─── Entries shown ───

//! Identifier filter built from include/exclude patterns
//!
//! Patterns are either globs or regular expressions. In text form a
//! pattern starting with `re:` is a regular expression; anything else is a
//! glob. Relative globs are anchored at the project root; absolute globs
//! and globs starting with `**` are used as written.

use globset::{GlobBuilder, GlobMatcher};
use path_clean::PathClean;
use regex::Regex;
use serde::{Serialize, Serializer};
use std::fmt;
use std::path::Path;
use std::str::FromStr;

use crate::core::error::{InjectorError, InjectorResult};
use crate::core::paths::{normalize_id, normalize_path};

/// Prefix marking a regular expression in text form
pub const REGEX_PREFIX: &str = "re:";

/// A single include/exclude pattern
#[derive(Debug, Clone)]
pub enum FilterPattern {
    Glob(String),
    Regex(Regex),
}

impl FilterPattern {
    pub fn glob(pattern: impl Into<String>) -> Self {
        FilterPattern::Glob(pattern.into())
    }

    /// Compile a regular expression pattern
    pub fn regex(pattern: &str) -> InjectorResult<Self> {
        Regex::new(pattern)
            .map(FilterPattern::Regex)
            .map_err(|e| InjectorError::InvalidPattern {
                pattern: format!("{REGEX_PREFIX}{pattern}"),
                message: e.to_string(),
            })
    }
}

impl FromStr for FilterPattern {
    type Err = InjectorError;

    fn from_str(s: &str) -> Result<Self, Self::Err> {
        match s.strip_prefix(REGEX_PREFIX) {
            Some(re) => FilterPattern::regex(re),
            None => Ok(FilterPattern::glob(s)),
        }
    }
}

impl From<Regex> for FilterPattern {
    fn from(re: Regex) -> Self {
        FilterPattern::Regex(re)
    }
}

impl fmt::Display for FilterPattern {
    fn fmt(&self, f: &mut fmt::Formatter<'_>) -> fmt::Result {
        match self {
            FilterPattern::Glob(g) => f.write_str(g),
            FilterPattern::Regex(re) => write!(f, "{REGEX_PREFIX}{}", re.as_str()),
        }
    }
}

impl Serialize for FilterPattern {
    fn serialize<S: Serializer>(&self, serializer: S) -> Result<S::Ok, S::Error> {
        serializer.collect_str(self)
    }
}

#[derive(Debug, Clone)]
enum Matcher {
    Glob(GlobMatcher),
    Regex(Regex),
}

impl Matcher {
    fn is_match(&self, id: &str) -> bool {
        match self {
            Matcher::Glob(glob) => glob.is_match(id),
            Matcher::Regex(re) => re.is_match(id),
        }
    }
}

/// Compiled include/exclude filter over module identifiers
#[derive(Debug, Clone)]
pub struct IdFilter {
    include: Vec<Matcher>,
    exclude: Vec<Matcher>,
}

impl IdFilter {
    /// Compile the patterns. `base` anchors relative globs; `None` uses
    /// them verbatim.
    pub fn new(
        include: &[FilterPattern],
        exclude: &[FilterPattern],
        base: Option<&Path>,
    ) -> InjectorResult<Self> {
        let compile = |patterns: &[FilterPattern]| -> InjectorResult<Vec<Matcher>> {
            patterns.iter().map(|p| compile_pattern(p, base)).collect()
        };

        Ok(Self {
            include: compile(include)?,
            exclude: compile(exclude)?,
        })
    }

    /// An identifier passes when no exclude pattern matches and at least one
    /// include pattern does. Without include patterns everything not
    /// excluded passes. Virtual module ids (containing NUL) never pass.
    pub fn matches(&self, id: &str) -> bool {
        if id.contains('\0') {
            return false;
        }

        let id = normalize_id(id);
        if self.exclude.iter().any(|m| m.is_match(&id)) {
            return false;
        }
        if self.include.iter().any(|m| m.is_match(&id)) {
            return true;
        }
        self.include.is_empty()
    }
}

fn compile_pattern(pattern: &FilterPattern, base: Option<&Path>) -> InjectorResult<Matcher> {
    match pattern {
        FilterPattern::Regex(re) => Ok(Matcher::Regex(re.clone())),
        FilterPattern::Glob(glob) => {
            let anchored = anchor_glob(glob, base);
            GlobBuilder::new(&anchored)
                .literal_separator(true)
                .build()
                .map(|g| Matcher::Glob(g.compile_matcher()))
                .map_err(|e| InjectorError::InvalidPattern {
                    pattern: glob.clone(),
                    message: e.to_string(),
                })
        }
    }
}

fn anchor_glob(glob: &str, base: Option<&Path>) -> String {
    let glob = normalize_id(glob);
    match base {
        Some(base) if !glob.starts_with("**") && !is_absolute_glob(&glob) => {
            let base = globset::escape(&normalize_path(base));
            normalize_path(&Path::new(&base).join(&glob).clean())
        }
        _ => glob,
    }
}

fn is_absolute_glob(glob: &str) -> bool {
    glob.starts_with('/') || Path::new(glob).is_absolute()
}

───

The problem ->
Check every line of the entries for "InvalidPattern" and report how many lines contain it, without any other words.

Your solution ->
2